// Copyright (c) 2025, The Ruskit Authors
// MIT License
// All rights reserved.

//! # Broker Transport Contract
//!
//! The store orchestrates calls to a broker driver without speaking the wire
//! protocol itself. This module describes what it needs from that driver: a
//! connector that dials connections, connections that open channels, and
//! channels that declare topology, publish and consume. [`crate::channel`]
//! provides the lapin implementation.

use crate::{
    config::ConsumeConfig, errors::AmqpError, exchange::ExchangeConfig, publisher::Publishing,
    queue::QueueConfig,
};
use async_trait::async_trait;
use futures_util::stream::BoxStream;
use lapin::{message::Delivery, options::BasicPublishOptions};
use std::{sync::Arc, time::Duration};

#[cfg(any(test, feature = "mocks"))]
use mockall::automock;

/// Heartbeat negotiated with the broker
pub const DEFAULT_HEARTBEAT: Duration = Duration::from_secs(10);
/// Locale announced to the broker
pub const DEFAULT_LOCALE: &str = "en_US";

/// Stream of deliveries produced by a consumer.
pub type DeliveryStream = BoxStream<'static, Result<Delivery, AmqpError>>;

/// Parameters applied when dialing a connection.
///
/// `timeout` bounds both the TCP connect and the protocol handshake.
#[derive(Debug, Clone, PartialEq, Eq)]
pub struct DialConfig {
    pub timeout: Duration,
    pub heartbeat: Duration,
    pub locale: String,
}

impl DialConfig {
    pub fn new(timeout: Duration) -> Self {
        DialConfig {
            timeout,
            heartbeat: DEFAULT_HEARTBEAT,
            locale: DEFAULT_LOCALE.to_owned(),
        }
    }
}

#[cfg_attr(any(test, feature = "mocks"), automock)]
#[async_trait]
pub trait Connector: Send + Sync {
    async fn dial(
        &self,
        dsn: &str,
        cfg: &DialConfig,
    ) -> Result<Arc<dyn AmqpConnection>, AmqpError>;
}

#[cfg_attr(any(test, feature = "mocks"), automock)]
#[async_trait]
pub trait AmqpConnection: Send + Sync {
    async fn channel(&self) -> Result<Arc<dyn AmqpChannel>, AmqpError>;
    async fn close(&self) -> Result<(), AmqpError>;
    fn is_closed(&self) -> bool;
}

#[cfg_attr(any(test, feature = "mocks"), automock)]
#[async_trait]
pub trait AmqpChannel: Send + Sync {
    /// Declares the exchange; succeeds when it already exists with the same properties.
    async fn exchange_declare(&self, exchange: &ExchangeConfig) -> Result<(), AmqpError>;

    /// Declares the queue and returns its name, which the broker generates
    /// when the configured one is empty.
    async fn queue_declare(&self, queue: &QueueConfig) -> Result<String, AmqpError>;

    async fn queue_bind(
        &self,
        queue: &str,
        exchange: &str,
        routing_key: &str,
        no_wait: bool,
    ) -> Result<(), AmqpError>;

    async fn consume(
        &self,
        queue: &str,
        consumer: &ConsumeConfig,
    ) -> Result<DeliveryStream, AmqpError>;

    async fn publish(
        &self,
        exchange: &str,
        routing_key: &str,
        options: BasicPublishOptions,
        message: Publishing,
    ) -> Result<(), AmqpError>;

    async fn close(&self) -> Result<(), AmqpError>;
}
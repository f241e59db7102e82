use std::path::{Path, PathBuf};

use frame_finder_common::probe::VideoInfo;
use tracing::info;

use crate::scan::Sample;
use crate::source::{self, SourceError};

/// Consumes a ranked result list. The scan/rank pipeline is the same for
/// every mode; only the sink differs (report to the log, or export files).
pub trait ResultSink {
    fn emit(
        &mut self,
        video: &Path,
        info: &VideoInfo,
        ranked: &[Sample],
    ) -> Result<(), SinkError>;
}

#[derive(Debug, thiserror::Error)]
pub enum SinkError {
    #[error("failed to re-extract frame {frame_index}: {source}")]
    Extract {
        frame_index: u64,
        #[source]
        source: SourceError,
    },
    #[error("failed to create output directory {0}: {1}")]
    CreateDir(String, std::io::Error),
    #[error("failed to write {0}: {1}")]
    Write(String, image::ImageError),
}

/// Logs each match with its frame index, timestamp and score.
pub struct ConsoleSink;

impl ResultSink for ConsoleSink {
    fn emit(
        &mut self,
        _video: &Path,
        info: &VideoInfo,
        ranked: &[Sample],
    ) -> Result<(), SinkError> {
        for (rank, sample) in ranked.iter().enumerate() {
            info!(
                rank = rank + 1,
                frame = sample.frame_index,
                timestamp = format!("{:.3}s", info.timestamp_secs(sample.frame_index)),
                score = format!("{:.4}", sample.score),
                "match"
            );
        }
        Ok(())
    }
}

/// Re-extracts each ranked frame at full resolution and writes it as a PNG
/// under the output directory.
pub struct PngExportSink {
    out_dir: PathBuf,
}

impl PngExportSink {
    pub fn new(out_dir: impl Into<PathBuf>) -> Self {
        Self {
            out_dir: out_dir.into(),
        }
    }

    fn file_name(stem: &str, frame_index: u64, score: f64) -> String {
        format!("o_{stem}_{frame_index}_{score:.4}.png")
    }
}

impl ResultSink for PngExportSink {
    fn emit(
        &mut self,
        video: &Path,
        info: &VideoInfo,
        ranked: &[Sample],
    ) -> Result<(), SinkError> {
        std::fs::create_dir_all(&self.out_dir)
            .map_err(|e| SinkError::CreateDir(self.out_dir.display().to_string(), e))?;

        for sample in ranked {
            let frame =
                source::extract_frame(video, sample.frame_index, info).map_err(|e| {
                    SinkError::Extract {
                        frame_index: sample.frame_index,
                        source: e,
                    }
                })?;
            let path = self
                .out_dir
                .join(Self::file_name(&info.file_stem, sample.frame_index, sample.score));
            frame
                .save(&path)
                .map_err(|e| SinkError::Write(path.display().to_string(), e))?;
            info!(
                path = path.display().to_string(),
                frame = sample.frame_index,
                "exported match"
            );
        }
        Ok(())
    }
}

++++++++++

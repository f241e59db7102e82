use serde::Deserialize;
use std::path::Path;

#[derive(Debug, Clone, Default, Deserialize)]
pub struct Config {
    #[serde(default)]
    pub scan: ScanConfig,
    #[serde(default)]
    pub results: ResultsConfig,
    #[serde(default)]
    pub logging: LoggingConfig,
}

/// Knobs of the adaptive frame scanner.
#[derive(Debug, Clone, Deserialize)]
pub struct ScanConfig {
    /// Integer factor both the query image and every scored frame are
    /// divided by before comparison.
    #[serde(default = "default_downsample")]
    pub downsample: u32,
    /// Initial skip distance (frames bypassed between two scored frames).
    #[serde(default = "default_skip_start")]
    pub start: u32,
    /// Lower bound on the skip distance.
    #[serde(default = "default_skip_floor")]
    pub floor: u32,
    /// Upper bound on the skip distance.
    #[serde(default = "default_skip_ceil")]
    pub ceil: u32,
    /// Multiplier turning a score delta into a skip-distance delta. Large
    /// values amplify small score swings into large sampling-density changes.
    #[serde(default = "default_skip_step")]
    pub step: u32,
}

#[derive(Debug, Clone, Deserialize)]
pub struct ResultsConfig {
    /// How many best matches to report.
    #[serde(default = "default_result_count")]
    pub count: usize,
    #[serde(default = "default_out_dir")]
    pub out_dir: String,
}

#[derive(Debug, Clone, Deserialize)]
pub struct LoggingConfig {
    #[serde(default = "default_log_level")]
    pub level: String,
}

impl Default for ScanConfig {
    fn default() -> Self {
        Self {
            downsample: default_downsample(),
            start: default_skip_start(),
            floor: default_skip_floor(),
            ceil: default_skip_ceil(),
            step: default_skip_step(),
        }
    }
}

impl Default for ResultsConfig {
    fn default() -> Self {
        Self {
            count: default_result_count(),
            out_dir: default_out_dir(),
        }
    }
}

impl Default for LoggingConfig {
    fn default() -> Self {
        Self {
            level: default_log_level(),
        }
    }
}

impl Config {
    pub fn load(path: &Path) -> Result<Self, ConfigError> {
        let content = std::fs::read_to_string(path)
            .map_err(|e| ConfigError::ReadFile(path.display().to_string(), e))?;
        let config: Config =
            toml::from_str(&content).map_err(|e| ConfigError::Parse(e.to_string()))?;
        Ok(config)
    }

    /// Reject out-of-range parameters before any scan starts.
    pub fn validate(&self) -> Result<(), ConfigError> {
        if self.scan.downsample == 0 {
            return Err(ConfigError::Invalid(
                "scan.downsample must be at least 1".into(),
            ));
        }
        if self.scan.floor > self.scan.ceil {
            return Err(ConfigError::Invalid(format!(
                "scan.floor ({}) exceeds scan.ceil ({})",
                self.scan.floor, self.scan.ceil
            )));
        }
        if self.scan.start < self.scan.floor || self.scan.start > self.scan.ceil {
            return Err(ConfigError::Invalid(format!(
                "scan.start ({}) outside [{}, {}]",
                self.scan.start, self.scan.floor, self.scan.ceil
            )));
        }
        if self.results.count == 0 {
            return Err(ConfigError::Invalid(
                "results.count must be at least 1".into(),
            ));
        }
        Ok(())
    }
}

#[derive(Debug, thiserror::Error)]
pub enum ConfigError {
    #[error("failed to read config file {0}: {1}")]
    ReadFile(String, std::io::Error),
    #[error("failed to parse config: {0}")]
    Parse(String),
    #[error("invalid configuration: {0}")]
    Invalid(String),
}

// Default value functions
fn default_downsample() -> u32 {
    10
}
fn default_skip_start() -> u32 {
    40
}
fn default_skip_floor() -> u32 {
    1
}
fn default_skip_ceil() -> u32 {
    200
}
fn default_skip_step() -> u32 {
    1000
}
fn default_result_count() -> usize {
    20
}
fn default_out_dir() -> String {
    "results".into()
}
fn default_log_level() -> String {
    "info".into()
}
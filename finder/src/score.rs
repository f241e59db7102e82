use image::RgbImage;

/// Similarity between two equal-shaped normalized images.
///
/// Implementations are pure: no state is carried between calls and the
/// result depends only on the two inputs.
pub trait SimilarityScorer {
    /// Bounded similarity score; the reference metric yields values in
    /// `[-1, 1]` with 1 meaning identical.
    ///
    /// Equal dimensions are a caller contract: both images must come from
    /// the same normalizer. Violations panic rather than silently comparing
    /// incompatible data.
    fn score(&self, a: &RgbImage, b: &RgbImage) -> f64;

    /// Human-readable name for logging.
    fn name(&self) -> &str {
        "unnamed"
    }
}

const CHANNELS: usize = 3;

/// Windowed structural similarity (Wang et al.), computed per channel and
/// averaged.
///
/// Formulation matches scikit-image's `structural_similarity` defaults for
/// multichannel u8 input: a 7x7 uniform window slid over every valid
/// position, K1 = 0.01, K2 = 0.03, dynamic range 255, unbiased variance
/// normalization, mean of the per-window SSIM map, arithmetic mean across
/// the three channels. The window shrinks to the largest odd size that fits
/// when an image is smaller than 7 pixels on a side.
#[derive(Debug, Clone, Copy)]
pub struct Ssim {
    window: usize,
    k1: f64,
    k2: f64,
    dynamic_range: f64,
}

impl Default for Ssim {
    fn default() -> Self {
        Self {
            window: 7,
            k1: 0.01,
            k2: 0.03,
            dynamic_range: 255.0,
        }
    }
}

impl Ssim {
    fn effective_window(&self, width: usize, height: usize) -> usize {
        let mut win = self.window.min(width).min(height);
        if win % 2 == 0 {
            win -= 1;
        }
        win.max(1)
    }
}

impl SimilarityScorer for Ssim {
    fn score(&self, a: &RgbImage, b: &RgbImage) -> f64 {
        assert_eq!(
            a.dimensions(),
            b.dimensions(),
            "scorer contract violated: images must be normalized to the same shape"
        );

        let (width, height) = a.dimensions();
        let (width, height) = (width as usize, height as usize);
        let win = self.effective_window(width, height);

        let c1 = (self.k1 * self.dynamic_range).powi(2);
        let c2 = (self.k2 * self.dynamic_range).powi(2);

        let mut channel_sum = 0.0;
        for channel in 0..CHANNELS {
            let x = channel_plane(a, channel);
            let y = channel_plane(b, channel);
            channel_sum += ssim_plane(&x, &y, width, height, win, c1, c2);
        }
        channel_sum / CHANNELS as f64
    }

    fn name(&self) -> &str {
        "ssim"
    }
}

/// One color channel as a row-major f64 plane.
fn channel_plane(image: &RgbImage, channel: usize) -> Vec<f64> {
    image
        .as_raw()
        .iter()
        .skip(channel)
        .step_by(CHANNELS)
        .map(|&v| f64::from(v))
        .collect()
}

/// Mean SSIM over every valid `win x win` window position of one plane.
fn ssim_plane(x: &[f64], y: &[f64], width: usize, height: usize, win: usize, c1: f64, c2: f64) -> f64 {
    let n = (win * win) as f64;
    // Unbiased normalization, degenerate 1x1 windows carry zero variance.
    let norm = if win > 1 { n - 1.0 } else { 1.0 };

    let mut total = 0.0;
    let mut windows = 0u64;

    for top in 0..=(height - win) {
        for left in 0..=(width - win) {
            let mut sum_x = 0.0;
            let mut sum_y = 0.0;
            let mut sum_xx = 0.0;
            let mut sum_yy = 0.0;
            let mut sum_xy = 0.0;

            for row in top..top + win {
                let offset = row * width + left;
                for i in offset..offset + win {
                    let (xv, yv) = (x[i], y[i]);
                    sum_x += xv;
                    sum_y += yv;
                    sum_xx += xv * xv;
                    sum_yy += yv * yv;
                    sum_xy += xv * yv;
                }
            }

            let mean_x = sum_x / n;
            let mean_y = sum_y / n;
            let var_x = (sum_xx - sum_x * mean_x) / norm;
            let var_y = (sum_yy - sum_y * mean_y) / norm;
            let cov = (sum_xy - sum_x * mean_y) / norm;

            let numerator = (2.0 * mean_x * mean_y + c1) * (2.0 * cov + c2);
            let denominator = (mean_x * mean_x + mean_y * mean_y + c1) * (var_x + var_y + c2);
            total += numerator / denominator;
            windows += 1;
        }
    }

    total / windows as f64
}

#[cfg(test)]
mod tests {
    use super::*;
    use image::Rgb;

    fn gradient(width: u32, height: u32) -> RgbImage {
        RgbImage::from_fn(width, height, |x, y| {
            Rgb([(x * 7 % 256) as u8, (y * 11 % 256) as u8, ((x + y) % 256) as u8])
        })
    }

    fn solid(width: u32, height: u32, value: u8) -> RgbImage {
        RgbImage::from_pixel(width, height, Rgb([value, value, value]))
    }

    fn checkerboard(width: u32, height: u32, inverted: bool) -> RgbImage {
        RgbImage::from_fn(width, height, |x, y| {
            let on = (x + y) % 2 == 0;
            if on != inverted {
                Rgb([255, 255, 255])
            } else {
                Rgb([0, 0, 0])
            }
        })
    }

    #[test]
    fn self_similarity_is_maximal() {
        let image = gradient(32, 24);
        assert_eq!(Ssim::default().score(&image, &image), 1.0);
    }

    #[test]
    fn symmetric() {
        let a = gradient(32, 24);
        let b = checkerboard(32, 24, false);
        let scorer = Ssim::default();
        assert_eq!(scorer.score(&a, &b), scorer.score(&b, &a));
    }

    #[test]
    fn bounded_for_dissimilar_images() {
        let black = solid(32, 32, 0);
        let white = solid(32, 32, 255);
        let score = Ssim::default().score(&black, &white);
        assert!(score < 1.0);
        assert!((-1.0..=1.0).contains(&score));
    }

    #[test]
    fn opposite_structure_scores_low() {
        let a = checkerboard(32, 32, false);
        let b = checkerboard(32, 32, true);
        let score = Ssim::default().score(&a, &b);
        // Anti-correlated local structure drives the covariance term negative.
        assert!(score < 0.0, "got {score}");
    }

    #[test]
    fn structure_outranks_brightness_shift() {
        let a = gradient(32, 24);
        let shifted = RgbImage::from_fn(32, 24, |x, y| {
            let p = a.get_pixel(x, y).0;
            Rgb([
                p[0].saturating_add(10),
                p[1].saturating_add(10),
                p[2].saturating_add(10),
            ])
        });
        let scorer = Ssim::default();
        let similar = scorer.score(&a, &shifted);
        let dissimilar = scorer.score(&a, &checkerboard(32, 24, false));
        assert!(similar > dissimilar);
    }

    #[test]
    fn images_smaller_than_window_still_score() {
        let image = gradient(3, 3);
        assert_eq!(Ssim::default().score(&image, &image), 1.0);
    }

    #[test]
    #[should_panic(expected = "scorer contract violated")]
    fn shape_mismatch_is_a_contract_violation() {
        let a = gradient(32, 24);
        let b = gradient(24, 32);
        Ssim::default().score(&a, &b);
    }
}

++++++++++

** YOUR INSTRUCTIONS **
Your answer should consist solely of the lines above from the line with "fn default_skip_start() ->" to the line with "use image::RgbImage;", both included, reproduced exactly.

** RESPONSE TO THE EXERCISE **
fn default_skip_start() -> u32 {
    40
}
fn default_skip_floor() -> u32 {
    1
}
fn default_skip_ceil() -> u32 {
    200
}
fn default_skip_step() -> u32 {
    1000
}
fn default_result_count() -> usize {
    20
}
fn default_out_dir() -> String {
    "results".into()
}
fn default_log_level() -> String {
    "info".into()
}
filename finder/src/score.rs
repository f241e59db7102e82
use image::RgbImage;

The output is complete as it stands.